Included in the exhibition is Olaf’s latest work, from which the show takes its name. And though that piece happens to be a moving image, it’s a relatively still one. The film “Waiting” shows a young Asian woman rendered in crisp black and white, sitting at one side of a table for two in a high-end restaurant. She is clearly anticipating a partner — and proceeds to do just that for 50 (yes, 50) minutes, almost unmoving save for small, natural shrugs and the slight drifting of her expression from expectant to crestfallen. A commissioned requiem plays within the black-box viewing hut, an oblong structure with angled-out walls that host two adjacent screens which show different perspectives on the scene. Outside the box are stills from the film, delicate close-ups of the actress’s face that tell a decent chunk of the emotional story on their own.
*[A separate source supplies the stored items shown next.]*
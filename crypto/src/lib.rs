//! Meridian cryptography
//!
//! Keypairs, canonical-string message signing and hashing for the
//! service-node overlay. Overlay messages are always signed as UTF-8
//! strings built by concatenating field encodings; verification rebuilds
//! the exact string, so any divergence fails.

use ed25519_dalek::{Signature, Signer, SigningKey, Verifier, VerifyingKey};
use rand::rngs::OsRng;
use sha2::{Digest, Sha256};
use thiserror::Error;

#[derive(Error, Debug, PartialEq, Eq)]
pub enum CryptoError {
    #[error("invalid signature")]
    InvalidSignature,

    #[error("invalid public key")]
    InvalidPublicKey,

    #[error("invalid private key")]
    InvalidPrivateKey,

    #[error("message does not match signature")]
    MessageMismatch,
}

/// Operational or collateral key pair
#[derive(Clone)]
pub struct KeyPair {
    signing_key: SigningKey,
    verifying_key: VerifyingKey,
}

impl KeyPair {
    /// Generate a new random keypair
    pub fn generate() -> Self {
        let signing_key = SigningKey::generate(&mut OsRng);
        let verifying_key = signing_key.verifying_key();
        Self {
            signing_key,
            verifying_key,
        }
    }

    /// Restore a keypair from its hex-encoded secret
    pub fn from_secret_hex(hex_str: &str) -> Result<Self, CryptoError> {
        let bytes = hex::decode(hex_str).map_err(|_| CryptoError::InvalidPrivateKey)?;
        let key_bytes: [u8; 32] = bytes
            .try_into()
            .map_err(|_| CryptoError::InvalidPrivateKey)?;
        let signing_key = SigningKey::from_bytes(&key_bytes);
        let verifying_key = signing_key.verifying_key();
        Ok(Self {
            signing_key,
            verifying_key,
        })
    }

    /// Public key as a hex string
    pub fn public_key_hex(&self) -> String {
        hex::encode(self.verifying_key.as_bytes())
    }

    /// Secret key as a hex string
    pub fn secret_hex(&self) -> String {
        hex::encode(self.signing_key.to_bytes())
    }

    /// Short key identifier embedded in canonical signed strings
    pub fn key_id(&self) -> String {
        key_id(&self.public_key_hex())
    }

    /// Sign raw bytes
    pub fn sign(&self, message: &[u8]) -> Vec<u8> {
        self.signing_key.sign(message).to_bytes().to_vec()
    }

    /// Sign a canonical message string, returning the signature as hex
    pub fn sign_message(&self, message: &str) -> String {
        hex::encode(self.sign(message.as_bytes()))
    }
}

impl std::fmt::Debug for KeyPair {
    fn fmt(&self, f: &mut std::fmt::Formatter<'_>) -> std::fmt::Result {
        write!(f, "KeyPair({})", self.public_key_hex())
    }
}

/// Short identifier of a hex-encoded public key: the first 20 bytes of its
/// SHA-256, hex-encoded.
pub fn key_id(pubkey_hex: &str) -> String {
    let digest = hash256(pubkey_hex.as_bytes());
    hex::encode(&digest[..20])
}

/// Check that a hex string is a well-formed public key
pub fn is_valid_pubkey(pubkey_hex: &str) -> bool {
    decode_pubkey(pubkey_hex).is_ok()
}

fn decode_pubkey(pubkey_hex: &str) -> Result<VerifyingKey, CryptoError> {
    let bytes = hex::decode(pubkey_hex).map_err(|_| CryptoError::InvalidPublicKey)?;
    let arr: [u8; 32] = bytes.try_into().map_err(|_| CryptoError::InvalidPublicKey)?;
    VerifyingKey::from_bytes(&arr).map_err(|_| CryptoError::InvalidPublicKey)
}

/// Verify raw bytes against a hex public key
pub fn verify(pubkey_hex: &str, message: &[u8], signature: &[u8]) -> Result<(), CryptoError> {
    let verifying_key = decode_pubkey(pubkey_hex)?;
    let sig_array: [u8; 64] = signature
        .try_into()
        .map_err(|_| CryptoError::InvalidSignature)?;
    let signature = Signature::from_bytes(&sig_array);
    verifying_key
        .verify(message, &signature)
        .map_err(|_| CryptoError::MessageMismatch)
}

/// Verify a canonical message string against a hex signature
pub fn verify_message(
    pubkey_hex: &str,
    message: &str,
    signature_hex: &str,
) -> Result<(), CryptoError> {
    let signature = hex::decode(signature_hex).map_err(|_| CryptoError::InvalidSignature)?;
    verify(pubkey_hex, message.as_bytes(), &signature)
}

/// SHA-256 digest
pub fn hash256(data: &[u8]) -> [u8; 32] {
    let mut hasher = Sha256::new();
    hasher.update(data);
    hasher.finalize().into()
}

/// SHA-256 digest as a hex string
pub fn hash256_hex(data: &[u8]) -> String {
    hex::encode(hash256(data))
}

#[cfg(test)]
mod tests {
    use super::*;

    #[test]
    fn sign_and_verify_round_trip() {
        let keypair = KeyPair::generate();
        let message = "outpoint-0|deadbeef|1700000000";
        let sig = keypair.sign_message(message);
        assert!(verify_message(&keypair.public_key_hex(), message, &sig).is_ok());
    }

    #[test]
    fn verify_rejects_altered_message() {
        let keypair = KeyPair::generate();
        let sig = keypair.sign_message("hello");
        assert_eq!(
            verify_message(&keypair.public_key_hex(), "hell0", &sig),
            Err(CryptoError::MessageMismatch)
        );
    }

    #[test]
    fn verify_rejects_wrong_key() {
        let a = KeyPair::generate();
        let b = KeyPair::generate();
        let sig = a.sign_message("hello");
        assert!(verify_message(&b.public_key_hex(), "hello", &sig).is_err());
    }

    #[test]
    fn secret_round_trip() {
        let keypair = KeyPair::generate();
        let restored = KeyPair::from_secret_hex(&keypair.secret_hex()).unwrap();
        assert_eq!(keypair.public_key_hex(), restored.public_key_hex());
    }

    #[test]
    fn bad_keys_are_rejected() {
        assert!(KeyPair::from_secret_hex("not-hex").is_err());
        assert!(!is_valid_pubkey("abcd"));
        let keypair = KeyPair::generate();
        assert!(is_valid_pubkey(&keypair.public_key_hex()));
    }

    #[test]
    fn key_id_is_stable() {
        let keypair = KeyPair::generate();
        assert_eq!(keypair.key_id(), key_id(&keypair.public_key_hex()));
        assert_eq!(keypair.key_id().len(), 40);
    }
}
“His work for the most part is about a state of limbo — after something has been said or done, but before the person has reacted,” said gallerist Sarah Hasted, who has worked with Olaf for 10 years and produced two books, “Erwin Olaf: Volume I & II,” selections from which make up the bulk of the exhibition. (The mini-retrospective on view is, in part, a celebration of their decade spent working together.)
Olaf is also a relatively prolific advertising photographer — think the sleek “Masters of Sex” campaign that splattered New York City subways not too long ago — and that affection for slim, hyper-beautiful bodies does bleed through to his fine art work. Still, like “Waiting,” even the most picturesque photographs here harbor an awful sense of possibility: a woman sits alone and shoeless in an elegant apartment, her coiffed hair silhouetted against a picture window; a little boy in a scout’s outfit stands in an ice cream shop, dog at his side, one sock falling partway down his shin, and pink ice cream dripping down his cone.
A particularly morbid self-portrait triptych that serves as the exhibition’s end shows the artist in three states: as he would like to be (shirtless, buff, staring down the lens like it owes him), as he is (salt-and-pepper mop, skin slightly more lived-in), and as perhaps he will be (nose plugged with a respirator, hair an Einsteinian shock of grey, eyes haunted). Though this work out of all on view threatens some sort of temporality, it’s still a fantasy; the artist remains trapped in between, penned in by expectation and decay. Another limbo, then — one from which it’s almost worse to emerge.